Article
作者: Ashton, Trent D. ; Maity, Bikash Chandra ; Famodimu, Mufuliat T. ; Ooi, Zi Kang ; MacRaild, Christopher A. ; Dans, Madeline G. ; Lehane, Adele M. ; Sleebs, Brad E. ; Calic, Petar P. S. ; Baud, Delphine ; Sutherland, Colin J. ; Palandri, Josephine ; Jackson, Paul F. ; Chowdury, Mrittika ; Delves, Michael J. ; Gancheva, Maria R. ; de Koning-Ward, Tania F. ; Loi, Katie ; Mao, Emma Y. ; Giannangelo, Carlo ; Pollard, Harry ; Jarman, Kate E. ; Zhou, Qingmiao ; De, Nirupam ; Creek, Darren J. ; Brand, Stephen ; Qiu, Deyun ; Wilson, Danny W. ; Cowman, Alan F.

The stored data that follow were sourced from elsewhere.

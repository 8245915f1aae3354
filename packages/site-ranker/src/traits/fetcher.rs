//! Fetcher trait for GET-only page retrieval.

use async_trait::async_trait;
use std::sync::Arc;

use crate::error::CrawlResult;
use crate::types::page::FetchedPage;

/// Fetches a single page by URL.
///
/// Implementations must bound every request with a timeout and a redirect
/// limit. Errors are returned, not swallowed; callers decide how to recover.
#[async_trait]
pub trait Fetcher: Send + Sync {
    /// Fetch a URL with a GET request.
    async fn fetch(&self, url: &str) -> CrawlResult<FetchedPage>;

    /// Name of this fetcher (for logging).
    fn name(&self) -> &str {
        "fetcher"
    }
}

#[async_trait]
impl<T: Fetcher + ?Sized> Fetcher for Arc<T> {
    async fn fetch(&self, url: &str) -> CrawlResult<FetchedPage> {
        (**self).fetch(url).await
    }

    fn name(&self) -> &str {
        (**self).name()
    }
}
//! Typed errors for the ranking library.
//!
//! Uses `thiserror` for library errors (not `anyhow`) to provide
//! strongly-typed, composable error handling.

use std::path::PathBuf;
use thiserror::Error;

/// Errors that abort a ranking run.
///
/// Per-page network failures never surface here; they are absorbed at the
/// discovery and extraction boundary.
#[derive(Debug, Error)]
pub enum RankError {
    /// Product or audience text was blank
    #[error("invalid input: {reason}")]
    InvalidInput { reason: String },

    /// Domain list could not be read
    #[error("cannot read domain list {path}: {source}")]
    DomainList {
        path: PathBuf,
        #[source]
        source: std::io::Error,
    },

    /// Query embedding failed
    #[error("embedding error: {0}")]
    Embedding(#[from] EmbedError),
}

/// Errors that can occur while fetching a page.
#[derive(Debug, Error)]
pub enum CrawlError {
    /// HTTP request failed
    #[error("HTTP error: {0}")]
    Http(#[source] Box<dyn std::error::Error + Send + Sync>),

    /// Server answered with a non-success status
    #[error("HTTP {status} for {url}")]
    Status { url: String, status: u16 },

    /// Invalid URL format
    #[error("invalid URL: {url}")]
    InvalidUrl { url: String },

    /// Connection timeout
    #[error("timeout fetching: {url}")]
    Timeout { url: String },
}

/// Errors raised by embedding backends.
#[derive(Debug, Error)]
pub enum EmbedError {
    /// Backend missing configuration (API key, model)
    #[error("embedder configuration: {0}")]
    Config(String),

    /// Backend call failed
    #[error("embedding backend failed: {0}")]
    Backend(#[source] Box<dyn std::error::Error + Send + Sync>),

    /// Backend returned no vector
    #[error("embedding backend returned no vector")]
    EmptyResponse,
}

/// Result type alias for ranking operations.
pub type Result<T> = std::result::Result<T, RankError>;

/// Result type alias for fetch operations.
pub type CrawlResult<T> = std::result::Result<T, CrawlError>;

/// Result type alias for embedding operations.
pub type EmbedResult<T> = std::result::Result<T, EmbedError>;
//! Same-site link discovery from a seed page.
//!
//! Only shallow links are kept: the path may have at most
//! [`MAX_PATH_SEGMENTS`] non-empty segments, which approximates "top-level or
//! second-level pages" without crawling deeper.

use indexmap::IndexSet;
use scraper::{Html, Selector};
use tracing::{debug, info, warn};
use url::Url;

use crate::traits::fetcher::Fetcher;

/// Deepest path still considered a candidate.
pub const MAX_PATH_SEGMENTS: usize = 2;

/// Default cap on candidates per domain.
pub const DEFAULT_MAX_LINKS: usize = 30;

/// Add `https://` to seeds given without a scheme.
pub fn normalize_seed(seed: &str) -> String {
    let seed = seed.trim();
    if seed.contains("://") {
        seed.to_string()
    } else {
        format!("https://{}", seed)
    }
}

/// Number of non-empty `/`-separated path segments.
pub fn path_segment_count(url: &Url) -> usize {
    url.path().split('/').filter(|s| !s.is_empty()).count()
}

/// Whether the URL's path is shallow enough to be a candidate.
pub fn is_shallow(url: &Url) -> bool {
    path_segment_count(url) <= MAX_PATH_SEGMENTS
}

/// Whether `url` has the same network location (host and port) as `seed`.
pub fn same_site(url: &Url, seed: &Url) -> bool {
    url.host_str().is_some() && url.host_str() == seed.host_str() && url.port() == seed.port()
}

/// Collect same-site, shallow links from an HTML document.
///
/// Anchors are visited in document order and the first `max_links` distinct
/// matches win. URLs are compared as strings after resolution against `seed`;
/// no other canonicalisation is applied.
pub fn candidate_links(html: &str, seed: &Url, max_links: usize) -> IndexSet<String> {
    let mut links = IndexSet::new();
    if max_links == 0 {
        return links;
    }

    let selector = match Selector::parse("a[href]") {
        Ok(s) => s,
        Err(_) => return links,
    };

    let document = Html::parse_document(html);
    for href in document
        .select(&selector)
        .filter_map(|el| el.value().attr("href"))
    {
        let resolved = match seed.join(href) {
            Ok(url) => url,
            Err(_) => continue,
        };

        if same_site(&resolved, seed) && is_shallow(&resolved) {
            links.insert(resolved.to_string());
            if links.len() >= max_links {
                break;
            }
        }
    }

    links
}

/// Finds candidate pages linked from a domain's homepage.
///
/// # Example
///
/// ```rust,ignore
/// let discoverer = LinkDiscoverer::new(&fetcher).with_max_links(10);
/// let links = discoverer.discover("https://example.com/").await;
/// ```
pub struct LinkDiscoverer<'a, F: Fetcher + ?Sized> {
    fetcher: &'a F,
    max_links: usize,
}

impl<'a, F: Fetcher + ?Sized> LinkDiscoverer<'a, F> {
    /// Create a discoverer with the default link cap.
    pub fn new(fetcher: &'a F) -> Self {
        Self {
            fetcher,
            max_links: DEFAULT_MAX_LINKS,
        }
    }

    /// Set the link cap.
    pub fn with_max_links(mut self, max_links: usize) -> Self {
        self.max_links = max_links;
        self
    }

    /// Fetch the seed page and return its candidate links.
    ///
    /// Any failure (bad seed, network error, non-2xx, non-textual body)
    /// yields an empty set.
    pub async fn discover(&self, seed_url: &str) -> IndexSet<String> {
        let seed = match Url::parse(&normalize_seed(seed_url)) {
            Ok(url) => url,
            Err(e) => {
                warn!(seed = %seed_url, error = %e, "Invalid seed URL");
                return IndexSet::new();
            }
        };

        let page = match self.fetcher.fetch(seed.as_str()).await {
            Ok(page) => page,
            Err(e) => {
                warn!(seed = %seed, error = %e, "Failed to fetch seed page");
                return IndexSet::new();
            }
        };

        if !page.is_textual() {
            debug!(seed = %seed, content_type = ?page.content_type, "Seed page is not textual");
            return IndexSet::new();
        }

        let links = candidate_links(&page.body, &seed, self.max_links);
        info!(seed = %seed, links = links.len(), "Discovered candidate links");
        links
    }
}
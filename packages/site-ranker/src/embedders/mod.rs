//! Embedding model implementations.
//!
//! - `HashingEmbedder` - Deterministic local bag-of-words embedder
//! - `OpenAiEmbedder` - OpenAI embeddings API (requires `openai` feature)
//! - `shared_embedder` - Process-wide, lazily initialised model accessor

mod hashing;
mod shared;

#[cfg(feature = "openai")]
mod openai;

pub use hashing::{HashingEmbedder, DEFAULT_DIMENSION};
pub use shared::{shared_embedder, try_shared_embedder};

#[cfg(feature = "openai")]
pub use openai::{OpenAiEmbedder, DEFAULT_EMBEDDING_MODEL};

To contribute to the global effort to develop new antimalarial therapies, we previously disclosed initial findings on the optimization of the dihydroquinazolinone-3-carboxamide class that targets PfATP4. Here we report on refining the aqueous solubility and metabolic stability to improve the pharmacokinetic profile and consequently in vivo efficacy. We show that the incorporation of heterocycle systems in the 8-position of the scaffold was found to provide the greatest attainable balance between parasite activity, aqueous solubility, and metabolic stability. Optimized analogs, including the frontrunner compound S-WJM992, were shown to inhibit PfATP4-associated Na+-ATPase activity, gave rise to a metabolic signature consistent with PfATP4 inhibition, and displayed altered activities against parasites with mutations in PfATP4. Finally, S-WJM992 showed appreciable efficacy in a malaria mouse model and blocked gamete development preventing transmission to mosquitoes. Importantly, further optimization of the dihydroquinazolinone class is required to deliver a candidate with improved pharmacokinetic and risk of resistance profiles.